Remembering the Holocaust by remembering Fanny

The best way to remember - and learn from - the Holocaust is to remember people like Fanny Schlomowitz.
The best way to remember - and learn from - the Holocaust is to remember people like Fanny Schlomowitz.

On one of the times I visited Fanny Schlomowitz I brought along my daughter, then a little girl, knowing she might have been too young to remember having gone.

Still, I wanted her to meet Fanny, to be able to say, someday, that she’d met her.

This was in the early 1990s.

Fanny was having a problem with the federal government. The Department of Housing and Urban Development sent her a notice that the rent on her subsidized apartment was being quadrupled. The agency said that restitution payments Fanny received from the German government as a survivor of the Holocaust would now be categorized as income and taxed, a decision that would have forced her to move.

The Arizona Republic wrote articles about this. I did several columns.

In time I just visited because … she was Fanny.

Life is 'bee-uuu-tee-full,' she always said

With the help of then-U.S. Sen. Dennis DeConcini and then-Rep. Sam Coppersmith, legislation was shepherded through Congress that became known as the “Schlomowitz Bill,” saying reparations cannot be considered income when determining eligibility for federal benefits.

President Bill Clinton gave Fanny the pen he used to sign the legislation.

Local TV news stations did segments on Fanny. She was asked to speak before groups and at schools.

On one of those occasions, I went with her to All Saints Episcopal school in Phoenix, where she would tell her story to sixth-graders.

“Such an adventure,” she said. “Every day, God willing, is an adventure. And especially since I am becoming known to some people by your articles.”

She was like that.

One of Fanny’s favorite words, spoken in four equally emphasized parts was “bee-uuu-tee-full.”
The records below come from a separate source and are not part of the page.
use std::env;
use std::path::PathBuf;
use std::time::Duration;

use crate::error::{SyncError, SyncResult};

/// Origin substituted when running from a local file rather than a served page.
pub const LOCAL_SERVICE_ORIGIN: &str = "http://localhost:5000";

#[derive(Debug, Clone)]
pub struct Config {
    pub api_base_url: String,
    pub legacy_store_path: PathBuf,
    pub http_timeout: Option<Duration>,
}

impl Config {
    pub fn from_env() -> SyncResult<Self> {
        let origin = env::var("APP_ORIGIN").unwrap_or_else(|_| "file://".into());
        let api_base_url = match env::var("JOURNAL_API_URL").ok().filter(|s| !s.is_empty()) {
            Some(url) => url.trim_end_matches('/').to_string(),
            None => resolve_base_url(&origin),
        };

        let http_timeout = match env::var("HTTP_TIMEOUT_SECS").ok().filter(|s| !s.is_empty()) {
            Some(raw) => {
                let secs: u64 = raw.parse().map_err(|_| {
                    SyncError::Config(format!("HTTP_TIMEOUT_SECS must be a number, got {:?}", raw))
                })?;
                Some(Duration::from_secs(secs))
            }
            None => None,
        };

        Ok(Self {
            api_base_url,
            legacy_store_path: env::var("LEGACY_STORE_PATH")
                .unwrap_or_else(|_| "legacy_store.json".into())
                .into(),
            http_timeout,
        })
    }

    /// Config pointed at an explicit service URL, used when embedding.
    pub fn for_base_url(base_url: impl Into<String>) -> Self {
        let base_url: String = base_url.into();
        Self {
            api_base_url: base_url.trim_end_matches('/').to_string(),
            legacy_store_path: PathBuf::from("legacy_store.json"),
            http_timeout: None,
        }
    }

    pub fn api_url(&self, path: &str) -> String {
        format!("{}{}", self.api_base_url, path)
    }
}

/// Resolve the remote service origin from the execution origin.
pub fn resolve_base_url(origin: &str) -> String {
    let origin = origin.trim();
    if origin.is_empty() || origin.starts_with("file:") {
        LOCAL_SERVICE_ORIGIN.to_string()
    } else {
        origin.trim_end_matches('/').to_string()
    }
}
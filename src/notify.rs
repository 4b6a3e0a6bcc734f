use chrono::Utc;
use serde::Serialize;
use tokio::sync::broadcast;

use crate::legacy::LegacyStore;
use crate::models::JournalId;

/// Freshness markers other observers poll in the legacy store.
pub const REFRESH_TRIGGER_KEY: &str = "dashboard_refresh_trigger";
pub const JOURNAL_UPDATED_KEY: &str = "dashboard_journal_updated";

#[derive(Debug, Clone, Copy, PartialEq, Eq, Serialize)]
pub enum JournalEventKind {
    #[serde(rename = "JOURNAL_UPDATE")]
    JournalUpdate,
}

/// Message posted to an embedding parent after a journal changed.
#[derive(Debug, Clone, PartialEq, Eq, Serialize)]
#[serde(rename_all = "camelCase")]
pub struct JournalEvent {
    #[serde(rename = "type")]
    pub kind: JournalEventKind,
    pub journal_id: Option<JournalId>,
    /// Epoch milliseconds.
    pub timestamp: i64,
}

impl JournalEvent {
    pub fn updated(journal_id: Option<JournalId>) -> Self {
        Self {
            kind: JournalEventKind::JournalUpdate,
            journal_id,
            timestamp: Utc::now().timestamp_millis(),
        }
    }
}

pub trait Notifier: Send + Sync {
    fn notify(&self, event: &JournalEvent) -> anyhow::Result<()>;
}

/// For contexts with nobody listening.
#[derive(Debug, Default, Clone, Copy)]
pub struct NoopNotifier;

impl Notifier for NoopNotifier {
    fn notify(&self, _event: &JournalEvent) -> anyhow::Result<()> {
        Ok(())
    }
}

/// Fans events out as JSON strings to every subscriber.
#[derive(Debug, Clone)]
pub struct BroadcastNotifier {
    tx: broadcast::Sender<String>,
}

impl BroadcastNotifier {
    pub fn new(capacity: usize) -> Self {
        let (tx, _) = broadcast::channel(capacity);
        Self { tx }
    }

    pub fn subscribe(&self) -> broadcast::Receiver<String> {
        self.tx.subscribe()
    }
}

impl Notifier for BroadcastNotifier {
    fn notify(&self, event: &JournalEvent) -> anyhow::Result<()> {
        let payload = serde_json::to_string(event)?;
        // No subscribers is not a failure; the event is simply unobserved.
        let _ = self.tx.send(payload);
        Ok(())
    }
}

/// Write both freshness markers, then post `event`. Never fails: every
/// problem is logged and swallowed.
pub fn publish(store: &dyn LegacyStore, notifier: &dyn Notifier, event: &JournalEvent) {
    let stamp = event.timestamp.to_string();
    for key in [REFRESH_TRIGGER_KEY, JOURNAL_UPDATED_KEY] {
        if let Err(e) = store.set(key, &stamp) {
            tracing::warn!(error = %e, key = key, "Failed to write freshness marker");
        }
    }

    if let Err(e) = notifier.notify(event) {
        tracing::warn!(error = %e, journal_id = ?event.journal_id, "Failed to notify dashboard");
    }
}
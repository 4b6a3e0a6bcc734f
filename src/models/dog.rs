use serde::{Deserialize, Serialize};

use super::ids::{DogId, TrainerId};

#[derive(Debug, Clone, PartialEq, Serialize, Deserialize)]
pub struct Dog {
    pub id: DogId,
    pub name: String,
    /// Unset when no trainer has been assigned yet.
    #[serde(default)]
    pub trainer_id: Option<TrainerId>,
    #[serde(default)]
    pub chip_id: Option<String>,
    #[serde(default)]
    pub breed: Option<String>,
}

/// Exact name match, first dog in service order wins.
pub fn find_by_name<'a>(dogs: &'a [Dog], name: &str) -> Option<&'a Dog> {
    dogs.iter().find(|dog| dog.name == name)
}

#[cfg(test)]
mod tests {
    use super::*;

    fn dog(id: i64, name: &str) -> Dog {
        Dog {
            id: DogId(id),
            name: name.into(),
            trainer_id: Some(TrainerId(1)),
            chip_id: None,
            breed: None,
        }
    }

    #[test]
    fn test_find_by_name_is_exact() {
        let dogs = vec![dog(1, "Rex"), dog(2, "rex"), dog(3, "Rexy")];
        assert_eq!(find_by_name(&dogs, "rex").unwrap().id, DogId(2));
        assert_eq!(find_by_name(&dogs, "Rex").unwrap().id, DogId(1));
        assert!(find_by_name(&dogs, "REX").is_none());
        assert!(find_by_name(&dogs, "Re").is_none());
    }

    #[test]
    fn test_dog_without_trainer_deserializes() {
        let dog: Dog = serde_json::from_str(r#"{"id":5,"name":"Bim"}"#).unwrap();
        assert_eq!(dog.trainer_id, None);
    }
}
What Fanny lost - and what she never lost

The first time we’d met, when her troubles with the government had not been resolved and she might have been forced from her home, she had been just as upbeat.

“First there is the hug,” she said, embracing me. Then, turning in the walker she used to get around, she added, “Next we are walking down this hallway and already the people here are thinking, ‘Oh, my, Fanny has a new young man.’ And all the time I am showing you my world and how wonderful is that.”

Fanny, who was in her 80s then, lived at Kivel Campus of Care, a housing complex for the elderly in Phoenix.

In 1944, she was a married legal secretary, the mother of a 2-year-old girl and pregnant with another, when the German army occupied Budapest, Hungary, where she lived.

Some of her 12 brothers and sisters had been killed in Poland, where she was born. She would learn from one witness that an older brother and his five children were buried alive by the Nazis. Fanny spent the war in the ghetto in Budapest, suffering terrible beatings. Her husband was tortured and subjected to human experimentation at the Dachau concentration camp.

But, she survived. And she never gave in to hate.

“I lived,” she told me. “I am not bitter. At Kivel, we have entertainment, and I am the first one on the dance floor to polka. God is good to me.”

So children could teach other children

At All Saints, where she’d been invited to speak, she the told the children about her life before the war, about her happy family. And she talked about the war years, about the horrors, although, as she told me later, “Only a few of the details. And to the children there should not be too much. Just enough so they know.”

She also spoke about how, after the war, she still thought of the world as a bee-uuu-tee-full place.

She wanted the youngsters to recall what she’d said, what she’d lived through, telling them, “You should teach other children these things I’m telling you.”

Fanny passed away peacefully in her 90s, holding the hands of her two daughters.

Thursday is Holocaust Remembrance Day.

As we honor Fanny’s wishes, and remember what she and so many others went through during the Holocaust, it is just as important to remember who they were, and how they persevered, and how they lived afterward.

We remember the Holocaust by remembering Fanny. And learn.

One of the last things she told me was, “I am blessed by so many things, so I would not now want very much to complain.”